In an interview before the presentation, Pinksy said binge drinking, in his opinion, is the big issue on many college campuses. It correlates with what he termed the abnormal interpersonal — or “hook-up” — culture on large campuses.

“The hook-up culture has been positively institutionalized on campuses,” he said. “The cornerstone of boy-girl social life is to go out and have random physical encounters. It may not be for small schools — like Clarke — but at big institutions where I normally speak at.”

Pinsky cited an Independent Women’s Forum study that looked at college-age women.

“They were mostly unhappy,” he said.

On the campus, Pinsky asks why are they drinking. “And almost without exception, in about a minute someone will say, ‘Well, really, to make sure I don’t have any feelings about what is happening to me,’ medicating my basic instincts as a human being.”

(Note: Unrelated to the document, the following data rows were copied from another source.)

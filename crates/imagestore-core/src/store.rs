//! Public facade: catalog + resolver + populator + read accessor.

use std::fs::File;
use std::path::{Path, PathBuf};
use std::sync::Arc;

use crate::catalog::VersionCatalog;
use crate::config::StoreConfig;
use crate::control::CancelToken;
use crate::error::StoreError;
use crate::fetch::{FetchOptions, Fetcher};
use crate::populate::{self, InFlight, PopulateReport};
use crate::resolver::PathResolver;

/// Local cache of boot images, one ISO per catalog version.
///
/// The catalog is fixed at construction. `populate` makes sure every version
/// has its ISO on disk; `base_file` and `have_version` are synchronous lookups
/// that never touch the network.
#[derive(Debug, Clone)]
pub struct Store {
    catalog: Arc<VersionCatalog>,
    resolver: PathResolver,
    fetcher: Fetcher,
    inflight: InFlight,
}

impl Store {
    /// Store over `catalog` writing into `data_dir`, with default fetch options.
    pub fn new(data_dir: impl Into<PathBuf>, catalog: VersionCatalog) -> Self {
        let catalog = Arc::new(catalog);
        for (name, versions) in catalog.basename_collisions() {
            tracing::warn!(
                file = %name,
                versions = ?versions,
                "versions share an image file name and will overwrite each other's cache entry"
            );
        }
        Self {
            resolver: PathResolver::new(data_dir, Arc::clone(&catalog)),
            catalog,
            fetcher: Fetcher::default(),
            inflight: InFlight::default(),
        }
    }

    /// Build from configuration. A malformed catalog override is a `Config`
    /// error and no store is produced.
    pub fn from_config(cfg: &StoreConfig) -> Result<Self, StoreError> {
        let catalog = cfg.catalog()?;
        Ok(Self::new(&cfg.data_dir, catalog).with_fetch_options(cfg.fetch_options()))
    }

    pub fn with_fetch_options(mut self, opts: FetchOptions) -> Self {
        self.fetcher = Fetcher::new(opts);
        self
    }

    /// Ensure every version's ISO exists locally. Returns the first task failure.
    ///
    /// Clones of a store share one set of in-progress destinations: a version
    /// already being fetched by a concurrent call fails with `AlreadyFetching`.
    /// Other processes using the same data directory are not coordinated with.
    pub async fn populate(&self) -> Result<(), StoreError> {
        self.populate_with_cancel(&CancelToken::new()).await
    }

    /// Like [`Store::populate`], aborting in-flight transfers when `cancel` trips.
    pub async fn populate_with_cancel(&self, cancel: &CancelToken) -> Result<(), StoreError> {
        self.populate_report(cancel).await?.into_result()
    }

    /// Populate and return every version's outcome instead of only the first error.
    pub async fn populate_report(&self, cancel: &CancelToken) -> Result<PopulateReport, StoreError> {
        populate::run(
            &self.catalog,
            &self.resolver,
            self.fetcher,
            &self.inflight,
            cancel,
        )
        .await
    }

    /// True iff `version` is in the catalog. Does not check the disk.
    pub fn have_version(&self, version: &str) -> bool {
        self.catalog.contains(version)
    }

    /// Local path of `version`'s ISO, whether or not it has been downloaded.
    pub fn base_path(&self, version: &str) -> Result<PathBuf, StoreError> {
        self.resolver.resolve(version)
    }

    /// Open `version`'s ISO for reading. The caller owns the handle.
    pub fn base_file(&self, version: &str) -> Result<File, StoreError> {
        let path = self.resolver.resolve(version)?;
        File::open(&path).map_err(|e| match e.kind() {
            std::io::ErrorKind::NotFound => StoreError::FileNotFound { path },
            _ => StoreError::io(path, e),
        })
    }

    /// Whether `version`'s ISO is on disk.
    pub fn is_present(&self, version: &str) -> Result<bool, StoreError> {
        let path = self.resolver.resolve(version)?;
        path.try_exists().map_err(|e| StoreError::io(path, e))
    }

    pub fn catalog(&self) -> &VersionCatalog {
        &self.catalog
    }

    pub fn data_dir(&self) -> &Path {
        self.resolver.data_dir()
    }
}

At that point, he asks, “‘Isn’t that sad; if I had infinitive powers, and I could create a social construct that was more suitable for you as a young woman, what would that be?’

“Three minutes go by and finally a brave soul raises their hand. A girl will say, ‘I just wish somebody would just talk to me, have a conversation.’ I go, ‘What if he called you up, and talked to you again, had a meal with you and talked to you during the meal?’

“They say, ‘Oh my God, that would be incredible! I mean, like on what planet does that happen?'”

Pinsky points out, “That’s a date, what we used to call a date. Learn how to date.”

He then embarks on a long discussion about why that’s a healthier option, and how that might reduce binge alcohol use.

Pinsky talked about alcoholism, which is biological, a disease where an individual loses control of their relationship with alcohol and other substances.

“I’ve treated about 12,000 addicts in my career,” he said. “I can only think of five that I couldn’t see a direct genetic link. In its definition: genetic disorder with a biological basis.”